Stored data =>
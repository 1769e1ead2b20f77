use axum::{
    Json,
    body::Body,
    extract::{Multipart, Path, Query, Request, State},
    http::{StatusCode, header},
    response::{IntoResponse, Response},
};
use serde::{Deserialize, Serialize};
use std::sync::Arc;

use super::multipart::{read_payment_proof, read_profile};
use super::validation::{validate_email_param, validate_id, validate_page, validate_page_size};
use super::{ApiError, ApiResponse, AppState, MessageResponse};
use crate::constants::limits::DEFAULT_PAGE_SIZE;
use crate::services::{AlumniDto, AlumniError, AlumniPage, StoredAttachment};

impl From<AlumniError> for ApiError {
    fn from(err: AlumniError) -> Self {
        match err {
            AlumniError::NotFound(id) => Self::not_found("Alumni", id),
            AlumniError::NoContent(_) => Self::NoContent,
            AlumniError::Validation(msg) => Self::validation(msg),
            AlumniError::Conflict(msg) => Self::Conflict(msg),
            AlumniError::Database(msg) => Self::DatabaseError(msg),
        }
    }
}

#[derive(Debug, Deserialize)]
pub struct ListQuery {
    #[serde(default = "default_page")]
    pub page: u64,
    #[serde(default = "default_page_size", alias = "pageSize")]
    pub page_size: u64,
}

const fn default_page() -> u64 {
    1
}

const fn default_page_size() -> u64 {
    DEFAULT_PAGE_SIZE
}

#[derive(Debug, Deserialize)]
pub struct EmailQuery {
    #[serde(default)]
    pub email: String,
}

#[derive(Debug, Serialize)]
pub struct EmailExistsResponse {
    pub exists: bool,
}

/// GET /alumni
pub async fn list_alumni(
    State(state): State<Arc<AppState>>,
    Query(query): Query<ListQuery>,
) -> Result<Json<ApiResponse<AlumniPage>>, ApiError> {
    let page = validate_page(query.page)?;
    let page_size = validate_page_size(query.page_size)?;

    let result = state.alumni_service().list(page, page_size).await?;
    Ok(Json(ApiResponse::success(result)))
}

/// GET /alumni/locations
pub async fn list_locations(
    State(state): State<Arc<AppState>>,
) -> Result<Json<ApiResponse<Vec<AlumniDto>>>, ApiError> {
    let rows = state.alumni_service().locations().await?;
    Ok(Json(ApiResponse::success(rows)))
}

/// GET /alumni/check-email?email=
pub async fn check_email(
    State(state): State<Arc<AppState>>,
    Query(query): Query<EmailQuery>,
) -> Result<Json<ApiResponse<EmailExistsResponse>>, ApiError> {
    let email = validate_email_param(&query.email)?;
    let exists = state.alumni_service().email_exists(email).await?;
    Ok(Json(ApiResponse::success(EmailExistsResponse { exists })))
}

/// POST /alumni
///
/// Accepts JSON or `multipart/form-data` with an optional `payment_proof`.
pub async fn create_alumni(
    State(state): State<Arc<AppState>>,
    request: Request,
) -> Result<(StatusCode, Json<ApiResponse<AlumniDto>>), ApiError> {
    let (profile, proof) = read_profile(request).await?;
    let created = state.alumni_service().create(profile, proof).await?;
    Ok((StatusCode::CREATED, Json(ApiResponse::success(created))))
}

/// PUT /alumni/{id}
pub async fn update_alumni(
    State(state): State<Arc<AppState>>,
    Path(id): Path<i32>,
    request: Request,
) -> Result<Json<ApiResponse<AlumniDto>>, ApiError> {
    let id = validate_id("alumni", id)?;
    let (profile, proof) = read_profile(request).await?;
    let updated = state.alumni_service().update(id, profile, proof).await?;
    Ok(Json(ApiResponse::success(updated)))
}

/// POST /alumni/{id}/payment-proof
pub async fn upload_payment_proof(
    State(state): State<Arc<AppState>>,
    Path(id): Path<i32>,
    multipart: Multipart,
) -> Result<Json<ApiResponse<AlumniDto>>, ApiError> {
    let id = validate_id("alumni", id)?;
    let proof = read_payment_proof(multipart).await?;
    let updated = state.alumni_service().attach_proof(id, proof).await?;
    Ok(Json(ApiResponse::success(updated)))
}

/// GET /alumni/{id}/payment-proof
///
/// Streams the stored document back with its declared type and name.
pub async fn get_payment_proof(
    State(state): State<Arc<AppState>>,
    Path(id): Path<i32>,
) -> Result<Response, ApiError> {
    let id = validate_id("alumni", id)?;
    let attachment = state.alumni_service().fetch_attachment(id).await?;
    attachment_response(attachment)
}

/// DELETE /alumni/{id}
pub async fn delete_alumni(
    State(state): State<Arc<AppState>>,
    Path(id): Path<i32>,
) -> Result<Json<ApiResponse<MessageResponse>>, ApiError> {
    let id = validate_id("alumni", id)?;
    state.alumni_service().delete(id).await?;
    tracing::info!(event = "alumni_deleted", alumni_id = id, "Alumni deleted");
    Ok(Json(ApiResponse::success(MessageResponse::new(
        "Alumni deleted successfully",
    ))))
}

fn attachment_response(attachment: StoredAttachment) -> Result<Response, ApiError> {
    let disposition = content_disposition(&attachment.filename);

    Response::builder()
        .status(StatusCode::OK)
        .header(header::CONTENT_TYPE, attachment.content_type)
        .header(header::CONTENT_DISPOSITION, disposition)
        .header(header::CONTENT_LENGTH, attachment.size)
        .body(Body::from(attachment.data))
        .map_err(|e| ApiError::internal(format!("Failed to build response: {e}")))
        .map(IntoResponse::into_response)
}

/// Plain ASCII fallback plus the RFC 5987 encoded original name.
fn content_disposition(filename: &str) -> String {
    let fallback: String = filename
        .chars()
        .map(|c| {
            if (c.is_ascii_graphic() && c != '"' && c != '\\') || c == ' ' {
                c
            } else {
                '_'
            }
        })
        .collect();
    let fallback = if fallback.trim().is_empty() {
        "payment-proof.pdf".to_string()
    } else {
        fallback
    };

    format!(
        "inline; filename=\"{}\"; filename*=UTF-8''{}",
        fallback,
        urlencoding::encode(filename)
    )
}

What to do => Across the data, pull every line containing the string "validation".

Task solution =>
use super::validation::{validate_email_param, validate_id, validate_page, validate_page_size};
            AlumniError::Validation(msg) => Self::validation(msg),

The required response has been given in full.